Fair enough, though there is a group out there that would like your dark mode and their system's light mode (or the other way around), or you have your system set up to switch between light and dark depending on the time and they always want the dark version of your site. A toggle would help in that case.
True! But I've checked myself and some colleagues: none uses the toggle for readability/accessibility reasons.
They toggle to check the dark theme or just play around.
For sure that doesn't mean that there's no one using a toggle for not only fun reasons. But also for accessibility: a lot if not most dark themes are poorly done. Not enough contrast, only swapped background and primary text color, don't darken images/videos and so on.

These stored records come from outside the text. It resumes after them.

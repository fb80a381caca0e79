//! Connection pool, pragmas and embedded migrations.

use log::{error, info};
use std::fs;
use std::path::Path;
use std::sync::Arc;
use std::time::Duration;

use diesel::connection::{Connection, SimpleConnection};
use diesel::r2d2::{self, ConnectionManager, Pool, PooledConnection};
use diesel::sqlite::SqliteConnection;
use diesel_migrations::{embed_migrations, EmbeddedMigrations, MigrationHarness};

use crate::errors::{IntoCore, StorageError};
use propvest_core::errors::{DatabaseError, Error, Result};

const MIGRATIONS: EmbeddedMigrations = embed_migrations!();

const CONNECTION_PRAGMAS: &str = "
    PRAGMA foreign_keys = ON;
    PRAGMA busy_timeout = 30000;
    PRAGMA synchronous = NORMAL;
";

pub type DbPool = Pool<ConnectionManager<SqliteConnection>>;
pub type DbConnection = PooledConnection<ConnectionManager<SqliteConnection>>;

pub mod write_actor;
pub use write_actor::{spawn_writer, WriteHandle};

/// Creates the database file (and its directory) and switches it to WAL mode.
pub fn init(db_path: &str) -> Result<String> {
    if let Some(db_dir) = Path::new(db_path).parent() {
        if !db_dir.as_os_str().is_empty() && !db_dir.exists() {
            fs::create_dir_all(db_dir).map_err(|e| {
                Error::Database(DatabaseError::ConnectionFailed(format!(
                    "Cannot create database directory {}: {}",
                    db_dir.display(),
                    e
                )))
            })?;
        }
    }

    let mut conn = SqliteConnection::establish(db_path).map_err(StorageError::from)?;
    conn.batch_execute(&format!("PRAGMA journal_mode = WAL;{}", CONNECTION_PRAGMAS))
        .into_core()?;

    Ok(db_path.to_string())
}

pub fn create_pool(db_path: &str) -> Result<Arc<DbPool>> {
    let manager = ConnectionManager::<SqliteConnection>::new(db_path);
    let pool = Pool::builder()
        .max_size(8)
        .min_idle(Some(1))
        .connection_timeout(Duration::from_secs(30))
        .connection_customizer(Box::new(ConnectionCustomizer))
        .build(manager)
        .map_err(|e| Error::Database(DatabaseError::PoolCreationFailed(e.to_string())))?;
    Ok(Arc::new(pool))
}

pub fn run_migrations(pool: &DbPool) -> Result<()> {
    info!("Running database migrations");
    let mut connection = get_connection(pool)?;

    let applied = connection.run_pending_migrations(MIGRATIONS).map_err(|e| {
        error!("Database migration failed: {}", e);
        Error::from(StorageError::MigrationFailed(e.to_string()))
    })?;

    if applied.is_empty() {
        info!("No pending migrations to apply.");
    } else {
        for version in &applied {
            info!("Applied migration {}", version);
        }
    }
    Ok(())
}

pub fn get_connection(pool: &DbPool) -> Result<DbConnection> {
    pool.get().into_core()
}

/// Opens `db_path`, migrates it and starts the writer: everything a set of
/// repositories needs.
pub fn open(db_path: &str) -> Result<(Arc<DbPool>, WriteHandle)> {
    let db_path = init(db_path)?;
    let pool = create_pool(&db_path)?;
    run_migrations(&pool)?;
    let writer = spawn_writer(pool.as_ref().clone())?;
    Ok((pool, writer))
}

#[derive(Debug)]
struct ConnectionCustomizer;

impl r2d2::CustomizeConnection<SqliteConnection, r2d2::Error> for ConnectionCustomizer {
    fn on_acquire(&self, conn: &mut SqliteConnection) -> std::result::Result<(), r2d2::Error> {
        conn.batch_execute(CONNECTION_PRAGMAS)
            .map_err(r2d2::Error::QueryError)
    }
}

That's why I've decided to support dark theme, but only by system preference. Because this way I don't need any JS and don't have to double my CSS/selectors to work with media query and body class or anything. Sure CSS variables could help a bit. And possibly even could work without any JS by doing some crazy radio button check styling.
But all of this wasn't worth it for me. I think instead of putting time and energy into a toggle the time is better spent into creating a good dark theme. Styling the whole page including buttons, links, images, forms and so on.
Doing some accessibility checks/work with AXE.js or similar.
Because creating the toggle in an accessible way is also a bit harder.
But if the dark theme itself is good already and you have free time: for sure a toggle doesn't decrease UX!